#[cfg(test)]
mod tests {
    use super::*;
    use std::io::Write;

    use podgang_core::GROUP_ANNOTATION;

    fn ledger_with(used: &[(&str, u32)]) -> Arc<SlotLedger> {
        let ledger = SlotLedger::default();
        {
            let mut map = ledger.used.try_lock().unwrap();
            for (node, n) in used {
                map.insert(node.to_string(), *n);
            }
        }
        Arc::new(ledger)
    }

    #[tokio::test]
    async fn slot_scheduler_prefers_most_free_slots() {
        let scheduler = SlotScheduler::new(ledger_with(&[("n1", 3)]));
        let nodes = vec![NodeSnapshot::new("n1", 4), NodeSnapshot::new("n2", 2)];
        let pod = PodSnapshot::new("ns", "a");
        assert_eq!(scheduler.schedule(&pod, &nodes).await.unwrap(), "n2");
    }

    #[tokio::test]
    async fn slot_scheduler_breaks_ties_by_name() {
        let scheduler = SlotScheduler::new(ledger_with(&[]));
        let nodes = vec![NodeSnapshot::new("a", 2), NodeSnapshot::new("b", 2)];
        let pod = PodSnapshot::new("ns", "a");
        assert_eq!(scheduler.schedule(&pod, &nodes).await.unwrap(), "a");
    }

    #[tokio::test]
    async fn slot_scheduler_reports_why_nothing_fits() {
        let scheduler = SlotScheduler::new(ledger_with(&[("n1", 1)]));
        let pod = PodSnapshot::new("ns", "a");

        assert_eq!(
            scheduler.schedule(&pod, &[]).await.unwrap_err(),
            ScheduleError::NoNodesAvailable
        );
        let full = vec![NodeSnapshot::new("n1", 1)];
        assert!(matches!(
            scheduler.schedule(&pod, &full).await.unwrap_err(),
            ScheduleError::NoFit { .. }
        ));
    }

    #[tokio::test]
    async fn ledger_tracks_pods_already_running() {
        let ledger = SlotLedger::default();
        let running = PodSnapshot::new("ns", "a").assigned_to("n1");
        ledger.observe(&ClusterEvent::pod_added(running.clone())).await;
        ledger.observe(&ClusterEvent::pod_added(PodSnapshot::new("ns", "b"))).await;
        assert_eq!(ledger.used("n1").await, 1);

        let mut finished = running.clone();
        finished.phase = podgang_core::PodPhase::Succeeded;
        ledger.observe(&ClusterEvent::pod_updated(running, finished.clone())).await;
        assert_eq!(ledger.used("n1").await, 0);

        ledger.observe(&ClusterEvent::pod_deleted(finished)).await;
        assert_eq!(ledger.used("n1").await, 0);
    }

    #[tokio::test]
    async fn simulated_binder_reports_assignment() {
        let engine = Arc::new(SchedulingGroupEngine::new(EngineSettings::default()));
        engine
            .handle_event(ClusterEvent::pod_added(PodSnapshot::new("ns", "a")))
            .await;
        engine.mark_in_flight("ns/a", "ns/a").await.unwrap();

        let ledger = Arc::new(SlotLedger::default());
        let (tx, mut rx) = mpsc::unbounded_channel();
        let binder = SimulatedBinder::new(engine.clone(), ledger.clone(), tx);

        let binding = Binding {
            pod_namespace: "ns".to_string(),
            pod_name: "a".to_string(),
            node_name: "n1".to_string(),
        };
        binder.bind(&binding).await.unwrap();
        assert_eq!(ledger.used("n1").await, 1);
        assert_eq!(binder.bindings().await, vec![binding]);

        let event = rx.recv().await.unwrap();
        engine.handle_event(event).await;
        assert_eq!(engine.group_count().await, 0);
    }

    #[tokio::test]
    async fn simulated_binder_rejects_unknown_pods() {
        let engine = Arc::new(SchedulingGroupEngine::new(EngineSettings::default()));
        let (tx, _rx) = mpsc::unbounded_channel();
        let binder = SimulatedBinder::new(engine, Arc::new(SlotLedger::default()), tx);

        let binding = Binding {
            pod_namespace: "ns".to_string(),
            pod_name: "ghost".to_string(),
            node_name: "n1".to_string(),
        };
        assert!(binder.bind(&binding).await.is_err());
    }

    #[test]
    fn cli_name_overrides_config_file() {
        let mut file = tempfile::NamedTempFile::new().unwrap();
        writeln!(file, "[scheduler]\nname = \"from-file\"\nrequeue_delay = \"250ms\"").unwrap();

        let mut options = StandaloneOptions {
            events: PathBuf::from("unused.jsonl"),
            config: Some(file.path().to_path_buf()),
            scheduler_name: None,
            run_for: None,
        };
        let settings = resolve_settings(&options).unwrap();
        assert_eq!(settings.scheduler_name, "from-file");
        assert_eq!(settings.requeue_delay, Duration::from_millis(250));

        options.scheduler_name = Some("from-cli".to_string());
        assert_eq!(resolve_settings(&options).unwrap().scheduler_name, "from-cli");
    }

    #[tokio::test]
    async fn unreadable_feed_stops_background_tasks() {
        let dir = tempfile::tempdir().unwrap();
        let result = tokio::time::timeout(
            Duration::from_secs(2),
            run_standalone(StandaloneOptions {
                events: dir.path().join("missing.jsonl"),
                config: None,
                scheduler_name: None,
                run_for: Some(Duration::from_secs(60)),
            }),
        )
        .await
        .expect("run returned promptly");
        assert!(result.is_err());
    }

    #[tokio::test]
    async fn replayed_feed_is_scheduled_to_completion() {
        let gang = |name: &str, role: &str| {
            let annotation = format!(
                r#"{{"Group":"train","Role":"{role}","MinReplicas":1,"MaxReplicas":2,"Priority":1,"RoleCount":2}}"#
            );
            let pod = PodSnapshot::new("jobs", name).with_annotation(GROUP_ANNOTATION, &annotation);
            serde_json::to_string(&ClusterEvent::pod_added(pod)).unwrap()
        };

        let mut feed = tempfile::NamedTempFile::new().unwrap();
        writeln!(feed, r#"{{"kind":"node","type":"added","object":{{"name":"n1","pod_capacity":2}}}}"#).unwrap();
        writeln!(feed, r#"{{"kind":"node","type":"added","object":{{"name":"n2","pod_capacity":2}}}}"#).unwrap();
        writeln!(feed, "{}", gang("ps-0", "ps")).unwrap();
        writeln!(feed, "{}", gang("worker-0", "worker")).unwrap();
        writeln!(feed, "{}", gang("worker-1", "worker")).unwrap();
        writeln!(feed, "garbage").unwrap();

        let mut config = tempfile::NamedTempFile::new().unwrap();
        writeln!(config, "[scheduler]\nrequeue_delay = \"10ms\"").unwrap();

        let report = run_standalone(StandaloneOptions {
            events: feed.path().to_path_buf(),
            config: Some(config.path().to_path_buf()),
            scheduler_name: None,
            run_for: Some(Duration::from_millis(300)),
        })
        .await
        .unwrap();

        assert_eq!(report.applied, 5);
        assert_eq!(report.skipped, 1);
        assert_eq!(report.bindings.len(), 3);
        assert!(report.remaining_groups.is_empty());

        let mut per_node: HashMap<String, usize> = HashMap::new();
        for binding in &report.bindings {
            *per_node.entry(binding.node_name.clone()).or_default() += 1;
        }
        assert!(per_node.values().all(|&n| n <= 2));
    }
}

****

Requirement =>
Every line of the listing that includes the word "mpsc" forms the answer.

Finished exercise =>
        let (tx, mut rx) = mpsc::unbounded_channel();
        let (tx, _rx) = mpsc::unbounded_channel();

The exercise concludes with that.